I was on vacation in London, doing the Warner Bros Studio Tour. You know, the Harry Potter one. While waiting around, I connected to the guest Wi-Fi and started poking around out of habit.

Within minutes, I had access to internal Warner Bros employee websites that were supposed to require a VPN.

What Happened

Warner Bros has roughly 10,000 internal subdomains. Most of them are meant to be accessible only by employees connected through a corporate VPN. But the public guest Wi-Fi at both the Studio Tour and their London corporate headquarters wasn't properly segmented from the internal network. If you were on the guest Wi-Fi, you could reach internal systems as if you were an employee on the VPN. One of these internal sites literally displayed a message saying "You need to be on the WB network or connected to a VPN in order to access this page." It loaded fine on the guest Wi-Fi.

One of those internal systems was a search tool for Warner Bros content. Movies, TV shows, and their associated assets. Not just released content. I found unreleased titles with production details that hadn't been made public yet. I also found that a popular show had a couple more seasons in production than had been publicly announced at the time.

This wasn't an old, dead system. It was actively being used with current data.

The Response

I reported this through their bug bounty program with video evidence. They took over a month to respond, then closed it as "informative," claiming there was no security impact.

Their reasoning? The search tool was "an old proof of concept that was intended to be public" dating back almost ten years. A proof of concept. Meant to be public. Containing unreleased movie titles, non-public production details, and a couple more seasons of a popular show than had been publicly announced.

They also claimed that "critical systems and sensitive information remain protected by additional authentication measures." But that wasn't true for every system I accessed. Some had authentication. Many didn't. And the ones that did have authentication still shouldn't have been reachable from a guest network in the first place.

I pointed out that this wasn't limited to one URL. Any of their internal subdomains that required the VPN was accessible from the guest Wi-Fi. A site that literally displays "You need to be on the WB network or connected to a VPN" should not load on the gift shop Wi-Fi. They didn't address that.

Why This Matters

Warner Bros isn't the only company I've found this at. I've seen the same pattern at other major companies where guest or public Wi-Fi wasn't properly isolated from internal infrastructure. At one large retailer, development APIs and internal tools that returned 403 Forbidden from the public internet loaded fine from their in-store guest Wi-Fi. I couldn't find a way to report it to them, which is its own problem.
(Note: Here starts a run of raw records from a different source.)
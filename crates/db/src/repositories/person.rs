use sqlx::{sqlite::SqliteRow, Row};

use rapport_core::domain::person::{Person, PersonId};

use super::{format_timestamp, parse_timestamp, PersonRepository, RepositoryError};
use crate::DbPool;

pub struct SqlPersonRepository {
    pool: DbPool,
}

impl SqlPersonRepository {
    pub fn new(pool: DbPool) -> Self {
        Self { pool }
    }
}

#[async_trait::async_trait]
impl PersonRepository for SqlPersonRepository {
    async fn find_by_id(&self, id: &PersonId) -> Result<Option<Person>, RepositoryError> {
        let row = sqlx::query(
            "SELECT id, name, segment, relationship_score, created_at, updated_at
             FROM person
             WHERE id = ?",
        )
        .bind(&id.0)
        .fetch_optional(&self.pool)
        .await?;

        row.map(person_from_row).transpose()
    }

    async fn save(&self, person: Person) -> Result<(), RepositoryError> {
        sqlx::query(
            "INSERT INTO person (id, name, segment, relationship_score, created_at, updated_at)
             VALUES (?, ?, ?, ?, ?, ?)
             ON CONFLICT(id) DO UPDATE SET
                name = excluded.name,
                segment = excluded.segment,
                relationship_score = excluded.relationship_score,
                updated_at = excluded.updated_at",
        )
        .bind(&person.id.0)
        .bind(&person.name)
        .bind(person.segment.as_deref())
        .bind(person.relationship_score.map(i64::from))
        .bind(format_timestamp(&person.created_at))
        .bind(format_timestamp(&person.updated_at))
        .execute(&self.pool)
        .await?;

        Ok(())
    }
}

fn person_from_row(row: SqliteRow) -> Result<Person, RepositoryError> {
    let relationship_score = row
        .try_get::<Option<i64>, _>("relationship_score")?
        .map(|score| {
            i32::try_from(score).map_err(|_| {
                RepositoryError::Decode(format!("invalid relationship_score `{score}`"))
            })
        })
        .transpose()?;

    Ok(Person {
        id: PersonId(row.try_get("id")?),
        name: row.try_get("name")?,
        segment: row.try_get("segment")?,
        relationship_score,
        created_at: parse_timestamp("created_at", row.try_get("created_at")?)?,
        updated_at: parse_timestamp("updated_at", row.try_get("updated_at")?)?,
    })
}
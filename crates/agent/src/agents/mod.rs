pub mod nurture;

pub use nurture::{NurtureAgent, NURTURE_AGENT};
This is clearly something that gets overlooked. Network segmentation is one of the most basic security controls and one of the most commonly misconfigured. Companies assume their guest networks are isolated. In my experience, many aren't. And traditional penetration tests almost never check for this because the tester is sitting in an office running scans remotely, not standing in your lobby connected to your guest Wi-Fi.

This Is Something I Want to Test More

I think Wi-Fi segmentation testing is a huge blind spot in corporate security. Most pentesters never check it. Most companies never think to ask.

I can test this remotely. All a company needs to do is set up a tunnel from a device on their guest network to me. I don't need to be on site. From there, I can check whether your guest Wi-Fi gives access to internal systems, dev environments, management dashboards, or anything else that should be behind a VPN.

If your company has guest Wi-Fi anywhere, whether that's an office lobby, a retail store, a warehouse, or a tourist attraction, this is worth testing. It doesn't need to be physically near your corporate infrastructure. It just needs to be on a network that wasn't properly segmented. And the risks go beyond accessing internal tools. If your guest Wi-Fi puts users on an IP range that's included in your domain's SPF record, someone on that network could potentially send emails that pass authentication checks as if they were your company.

If I can find unreleased movie titles from a studio tour, imagine what someone with worse intentions could find from your guest network.